Bitch, who was born Karen Mould, is vehemently anti-capitalist, but that won’t stop her from selling merch outside after the show. She knows the audience isn’t all gay, but she doesn’t care: “Thanks, gays,” she keeps saying. In her skin-tight bodysuit and billowing cape, she takes up space.
As a child, she never said much. Her mother, who ran a tap-dancing school in the basement of Bitch’s childhood home, called her “big-boned” — not a compliment. Bitch couldn’t dance. She needed glasses. But she could hear just fine. Upstairs in her bedroom, she played the violin for her stuffed animals, a language her parents couldn’t understand, she says. Now, onstage at the Post Office Café, she lifts the instrument to her chin and starts to play.

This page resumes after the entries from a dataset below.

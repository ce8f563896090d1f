//! Error types for kmerctx.
//!
//! Every fallible operation in the library returns [`KmerCtxError`], so the
//! binary can tell argument problems apart from input and output failures.

use std::path::PathBuf;
use thiserror::Error;

/// Errors that can occur in kmerctx operations.
#[derive(Debug, Error)]
pub enum KmerCtxError {
    /// K-mer length is missing, not an integer, or not positive.
    #[error("invalid k-mer length \"{value}\": {reason}")]
    InvalidK { value: String, reason: String },

    /// Input path does not resolve to a readable file.
    #[error("failed to open input '{}': {source}", path.display())]
    InputNotFound {
        #[source]
        source: std::io::Error,
        path: PathBuf,
    },

    /// FASTA content violates basic structural expectations.
    #[error("malformed FASTA input: {details}")]
    MalformedInput { details: String },

    /// Failed to write output.
    #[error("failed to write output: {source}")]
    WriteError {
        #[source]
        source: std::io::Error,
    },

    /// Failed to serialize JSON output.
    #[error("failed to serialize JSON: {source}")]
    JsonError {
        #[source]
        source: serde_json::Error,
    },
}

impl KmerCtxError {
    /// Returns `true` for errors caused by command-line arguments rather than
    /// by reading or writing data.
    pub const fn is_argument_error(&self) -> bool {
        matches!(self, Self::InvalidK { .. } | Self::InputNotFound { .. })
    }
}

/// Error for a k-mer length of zero.
#[derive(Debug, Clone, Copy, Error, PartialEq, Eq)]
#[error("k-mer length {k} is out of range: must be at least 1")]
pub struct KmerLengthError {
    /// The invalid k value that was provided.
    pub k: usize,
}

impl From<std::io::Error> for KmerCtxError {
    fn from(source: std::io::Error) -> Self {
        Self::WriteError { source }
    }
}

impl From<serde_json::Error> for KmerCtxError {
    fn from(source: serde_json::Error) -> Self {
        Self::JsonError { source }
    }
}

impl From<KmerLengthError> for KmerCtxError {
    fn from(err: KmerLengthError) -> Self {
        Self::InvalidK {
            value: err.k.to_string(),
            reason: "must be a positive integer".to_string(),
        }
    }
}

/// Errors that can occur when using the builder API.
#[derive(Debug, Error)]
pub enum BuilderError {
    /// K-mer length was not set before calling a counting method.
    #[error("k-mer length not set; call .k() first")]
    KmerLengthNotSet,

    /// Invalid k-mer length provided.
    #[error(transparent)]
    KmerLength(#[from] KmerLengthError),

    /// Error reading input or writing the report.
    #[error(transparent)]
    KmerCtx(#[from] KmerCtxError),
}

Bitch seems barely to press her bow into the strings, but the sound explodes out over the audience. The timbre is metallic and cool; auditory effects strangle the ends of notes, crystallize staccato accents, and allow for haunting, layered double- and triple-stops. Echoes fill the room and Bitch plays in harmony with them. She’s grinning as she does.
Bitch lowers the violin, and the show continues: she goes from high school to college, where she meets Animal, a fellow visionary feminist. The two reject the language of the patriarchy. Bitch chooses her new name. She smokes cigarettes and spews poetry. “Boys are out, girls are in,” announces Bitch, with vigor. The audience in the small room cheers.
Bitch and Animal were an unstoppable music-making duo. Together they wrote “Pussy Manifesto,” a song that aims to rebrand the word “pussy” to mean strong and good. The song involves a spirited call and response. It’s fun but doesn’t involve melody, and after the enchanting resonance of the electric violin, it feels a little lackluster.
Behind her, on a screen thus far used to project atmospheric collages, concert footage, Bitch’s high school yearbook photo, and pictures of her family and her childhood self, there appear women, one after the other: Rosa Parks, Britney Spears, Ruby Bridges, Sinead O’Connor, Michelle Obama, Christine Blasey Ford, Billy Jean, Malala.
This is the most somber moment in Bitch’s otherwise manically fun production. Her voice is strong and emphatic, and the audience sits strikingly still. “It’s OK,” she sings. “I know how the man always gets his way.”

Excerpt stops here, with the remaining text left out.